TASK TO COMPLETE | Your job with the data below is to output exactly the lines from the one holding "pub fn max_connections(&self)" down to the one holding "let config = ListenerConfig", both included, and no others.

[Items from a data source]
== == ==
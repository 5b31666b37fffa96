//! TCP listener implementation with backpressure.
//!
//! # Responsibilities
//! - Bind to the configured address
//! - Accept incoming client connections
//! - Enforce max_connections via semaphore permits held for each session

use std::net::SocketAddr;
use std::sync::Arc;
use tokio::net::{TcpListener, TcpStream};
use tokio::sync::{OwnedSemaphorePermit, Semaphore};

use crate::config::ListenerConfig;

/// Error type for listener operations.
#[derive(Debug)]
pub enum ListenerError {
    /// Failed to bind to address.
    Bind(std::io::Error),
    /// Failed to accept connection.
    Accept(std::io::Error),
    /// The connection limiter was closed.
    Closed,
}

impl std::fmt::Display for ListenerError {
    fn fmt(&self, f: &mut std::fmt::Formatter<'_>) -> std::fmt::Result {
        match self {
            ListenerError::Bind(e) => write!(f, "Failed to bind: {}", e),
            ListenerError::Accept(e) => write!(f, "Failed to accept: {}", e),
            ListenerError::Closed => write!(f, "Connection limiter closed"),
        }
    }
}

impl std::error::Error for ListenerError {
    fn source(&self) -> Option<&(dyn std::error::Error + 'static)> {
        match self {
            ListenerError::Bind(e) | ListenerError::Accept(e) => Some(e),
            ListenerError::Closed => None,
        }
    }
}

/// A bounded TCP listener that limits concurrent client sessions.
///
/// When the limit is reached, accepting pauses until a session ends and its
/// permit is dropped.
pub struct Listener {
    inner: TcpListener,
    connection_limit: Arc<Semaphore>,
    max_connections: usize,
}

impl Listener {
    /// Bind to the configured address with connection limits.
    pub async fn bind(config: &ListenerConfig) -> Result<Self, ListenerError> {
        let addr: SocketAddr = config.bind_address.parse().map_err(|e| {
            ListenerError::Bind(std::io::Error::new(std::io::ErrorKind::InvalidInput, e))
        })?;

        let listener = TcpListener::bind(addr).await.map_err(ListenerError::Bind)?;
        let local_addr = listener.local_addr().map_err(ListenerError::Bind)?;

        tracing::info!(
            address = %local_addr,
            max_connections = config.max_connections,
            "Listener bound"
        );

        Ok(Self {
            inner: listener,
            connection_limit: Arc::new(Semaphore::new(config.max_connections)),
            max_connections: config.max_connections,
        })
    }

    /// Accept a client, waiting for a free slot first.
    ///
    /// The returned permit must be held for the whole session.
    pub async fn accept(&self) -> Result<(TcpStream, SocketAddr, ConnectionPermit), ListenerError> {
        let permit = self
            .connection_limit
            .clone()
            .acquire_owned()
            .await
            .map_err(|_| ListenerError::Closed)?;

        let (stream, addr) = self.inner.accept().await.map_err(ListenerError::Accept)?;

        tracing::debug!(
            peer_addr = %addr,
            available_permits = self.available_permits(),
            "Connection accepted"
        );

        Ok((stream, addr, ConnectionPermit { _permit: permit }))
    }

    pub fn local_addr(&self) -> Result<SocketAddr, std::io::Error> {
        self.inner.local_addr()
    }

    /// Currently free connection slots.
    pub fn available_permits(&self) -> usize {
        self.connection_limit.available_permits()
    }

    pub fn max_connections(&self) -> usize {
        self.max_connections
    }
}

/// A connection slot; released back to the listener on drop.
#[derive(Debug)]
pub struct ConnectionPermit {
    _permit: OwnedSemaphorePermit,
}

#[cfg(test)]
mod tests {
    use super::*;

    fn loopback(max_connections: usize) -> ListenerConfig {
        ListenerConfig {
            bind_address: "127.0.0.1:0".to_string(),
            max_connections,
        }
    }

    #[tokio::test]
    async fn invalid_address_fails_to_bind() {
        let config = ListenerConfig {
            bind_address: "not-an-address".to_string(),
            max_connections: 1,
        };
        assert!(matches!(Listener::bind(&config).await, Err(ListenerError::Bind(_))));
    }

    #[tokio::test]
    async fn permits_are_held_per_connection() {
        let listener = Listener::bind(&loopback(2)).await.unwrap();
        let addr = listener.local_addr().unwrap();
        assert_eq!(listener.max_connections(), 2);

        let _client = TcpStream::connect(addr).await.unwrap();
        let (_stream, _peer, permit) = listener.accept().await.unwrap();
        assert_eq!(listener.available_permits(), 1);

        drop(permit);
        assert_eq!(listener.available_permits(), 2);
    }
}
== == ==
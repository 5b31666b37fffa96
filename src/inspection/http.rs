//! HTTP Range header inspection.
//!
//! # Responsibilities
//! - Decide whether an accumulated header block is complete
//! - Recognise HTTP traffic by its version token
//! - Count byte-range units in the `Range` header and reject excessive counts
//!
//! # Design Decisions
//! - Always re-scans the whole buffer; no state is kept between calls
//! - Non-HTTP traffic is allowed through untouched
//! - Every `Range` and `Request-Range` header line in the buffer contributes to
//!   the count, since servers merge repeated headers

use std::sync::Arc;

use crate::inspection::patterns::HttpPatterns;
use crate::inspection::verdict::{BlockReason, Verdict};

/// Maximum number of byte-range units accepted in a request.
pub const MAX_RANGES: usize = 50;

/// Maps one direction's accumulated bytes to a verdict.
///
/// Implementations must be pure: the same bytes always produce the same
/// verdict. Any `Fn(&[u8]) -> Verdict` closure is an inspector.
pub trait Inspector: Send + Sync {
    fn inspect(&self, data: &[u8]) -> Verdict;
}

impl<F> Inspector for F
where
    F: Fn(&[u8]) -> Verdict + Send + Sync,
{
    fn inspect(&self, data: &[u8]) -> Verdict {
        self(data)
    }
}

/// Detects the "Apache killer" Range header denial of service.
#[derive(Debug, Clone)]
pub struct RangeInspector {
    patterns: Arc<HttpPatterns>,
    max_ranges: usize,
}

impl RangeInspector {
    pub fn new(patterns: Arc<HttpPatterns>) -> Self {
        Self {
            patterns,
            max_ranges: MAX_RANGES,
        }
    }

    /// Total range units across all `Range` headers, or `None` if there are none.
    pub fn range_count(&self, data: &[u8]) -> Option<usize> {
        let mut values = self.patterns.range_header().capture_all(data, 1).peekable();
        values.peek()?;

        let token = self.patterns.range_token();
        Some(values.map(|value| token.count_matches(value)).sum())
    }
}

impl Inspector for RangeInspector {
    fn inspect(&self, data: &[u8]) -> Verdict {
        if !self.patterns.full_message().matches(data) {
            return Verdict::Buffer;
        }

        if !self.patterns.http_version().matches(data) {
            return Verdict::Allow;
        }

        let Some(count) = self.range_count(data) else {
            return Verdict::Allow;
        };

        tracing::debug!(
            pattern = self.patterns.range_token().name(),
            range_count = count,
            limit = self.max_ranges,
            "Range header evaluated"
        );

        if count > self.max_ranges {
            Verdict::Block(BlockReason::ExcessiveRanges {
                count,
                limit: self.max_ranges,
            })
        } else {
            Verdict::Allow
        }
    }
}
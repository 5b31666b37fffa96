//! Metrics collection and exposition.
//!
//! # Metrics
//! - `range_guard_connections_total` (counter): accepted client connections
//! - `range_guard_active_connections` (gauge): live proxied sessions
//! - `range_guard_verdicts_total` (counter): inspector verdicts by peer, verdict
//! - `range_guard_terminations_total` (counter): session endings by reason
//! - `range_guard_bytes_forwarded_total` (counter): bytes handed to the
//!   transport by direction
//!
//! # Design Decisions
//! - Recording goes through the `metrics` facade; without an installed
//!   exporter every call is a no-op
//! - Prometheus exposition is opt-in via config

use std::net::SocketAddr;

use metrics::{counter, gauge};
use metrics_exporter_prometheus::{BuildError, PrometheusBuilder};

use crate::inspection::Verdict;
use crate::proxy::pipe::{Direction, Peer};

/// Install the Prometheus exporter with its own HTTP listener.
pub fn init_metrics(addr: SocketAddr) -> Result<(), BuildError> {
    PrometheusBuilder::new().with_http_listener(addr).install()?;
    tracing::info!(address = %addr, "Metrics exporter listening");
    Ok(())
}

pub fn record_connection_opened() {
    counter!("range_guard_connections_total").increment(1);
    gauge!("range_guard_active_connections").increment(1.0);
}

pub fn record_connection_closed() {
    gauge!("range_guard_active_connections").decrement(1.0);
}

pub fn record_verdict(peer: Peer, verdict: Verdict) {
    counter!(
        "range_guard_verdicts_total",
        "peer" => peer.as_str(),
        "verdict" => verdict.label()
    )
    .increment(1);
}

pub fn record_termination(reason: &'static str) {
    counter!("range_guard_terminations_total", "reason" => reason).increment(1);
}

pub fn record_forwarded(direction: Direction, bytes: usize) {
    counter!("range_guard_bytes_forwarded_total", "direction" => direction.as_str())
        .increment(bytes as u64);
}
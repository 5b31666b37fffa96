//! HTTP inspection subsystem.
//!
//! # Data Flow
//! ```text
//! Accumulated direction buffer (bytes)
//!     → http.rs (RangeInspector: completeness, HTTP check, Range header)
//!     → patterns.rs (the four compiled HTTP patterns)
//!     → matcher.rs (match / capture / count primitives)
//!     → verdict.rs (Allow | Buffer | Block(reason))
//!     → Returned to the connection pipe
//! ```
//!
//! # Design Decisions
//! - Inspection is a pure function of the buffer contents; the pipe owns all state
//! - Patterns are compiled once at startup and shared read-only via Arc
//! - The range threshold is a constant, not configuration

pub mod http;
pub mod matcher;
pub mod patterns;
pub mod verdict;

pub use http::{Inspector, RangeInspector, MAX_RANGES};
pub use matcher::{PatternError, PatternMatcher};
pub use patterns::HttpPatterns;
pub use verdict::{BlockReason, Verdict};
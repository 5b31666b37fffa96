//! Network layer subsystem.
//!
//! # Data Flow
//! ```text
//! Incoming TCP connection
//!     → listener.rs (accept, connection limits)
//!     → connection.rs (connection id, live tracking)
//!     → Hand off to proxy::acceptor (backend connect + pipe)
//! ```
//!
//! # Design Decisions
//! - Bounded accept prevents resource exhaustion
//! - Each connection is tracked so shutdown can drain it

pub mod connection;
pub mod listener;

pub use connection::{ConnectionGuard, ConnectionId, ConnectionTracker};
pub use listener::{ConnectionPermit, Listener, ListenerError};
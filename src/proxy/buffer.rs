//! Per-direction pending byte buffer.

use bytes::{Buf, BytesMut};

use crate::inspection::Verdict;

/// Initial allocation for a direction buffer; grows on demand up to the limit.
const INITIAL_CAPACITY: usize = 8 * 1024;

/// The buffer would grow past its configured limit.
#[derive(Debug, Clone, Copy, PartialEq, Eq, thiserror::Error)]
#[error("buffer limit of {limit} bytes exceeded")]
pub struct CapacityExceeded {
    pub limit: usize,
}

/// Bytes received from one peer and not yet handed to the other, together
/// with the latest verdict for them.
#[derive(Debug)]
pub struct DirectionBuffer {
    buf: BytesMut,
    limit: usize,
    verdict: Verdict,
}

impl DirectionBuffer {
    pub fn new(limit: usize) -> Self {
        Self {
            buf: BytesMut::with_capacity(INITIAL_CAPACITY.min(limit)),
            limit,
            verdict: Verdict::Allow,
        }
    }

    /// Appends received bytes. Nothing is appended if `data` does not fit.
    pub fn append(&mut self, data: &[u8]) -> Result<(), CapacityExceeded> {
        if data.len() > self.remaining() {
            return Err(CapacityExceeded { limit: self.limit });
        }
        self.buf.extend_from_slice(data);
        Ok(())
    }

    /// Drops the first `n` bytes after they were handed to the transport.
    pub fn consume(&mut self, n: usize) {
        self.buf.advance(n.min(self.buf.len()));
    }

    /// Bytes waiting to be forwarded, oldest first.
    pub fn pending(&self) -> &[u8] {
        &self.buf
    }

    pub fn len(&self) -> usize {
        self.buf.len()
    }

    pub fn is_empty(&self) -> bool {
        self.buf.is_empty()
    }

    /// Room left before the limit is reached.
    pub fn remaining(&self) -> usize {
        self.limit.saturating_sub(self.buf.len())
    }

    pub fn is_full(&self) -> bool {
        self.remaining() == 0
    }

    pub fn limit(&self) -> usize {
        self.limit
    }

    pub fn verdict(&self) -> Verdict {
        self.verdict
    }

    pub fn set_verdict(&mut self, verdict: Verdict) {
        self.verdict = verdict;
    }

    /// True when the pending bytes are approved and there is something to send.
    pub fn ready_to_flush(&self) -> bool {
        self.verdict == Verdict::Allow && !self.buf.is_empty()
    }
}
== == ==
SOLUTION |
    pub fn max_connections(&self) -> usize {
        self.max_connections
    }
}

/// A connection slot; released back to the listener on drop.
#[derive(Debug)]
pub struct ConnectionPermit {
    _permit: OwnedSemaphorePermit,
}

#[cfg(test)]
mod tests {
    use super::*;

    fn loopback(max_connections: usize) -> ListenerConfig {
        ListenerConfig {
            bind_address: "127.0.0.1:0".to_string(),
            max_connections,
        }
    }

    #[tokio::test]
    async fn invalid_address_fails_to_bind() {
        let config = ListenerConfig {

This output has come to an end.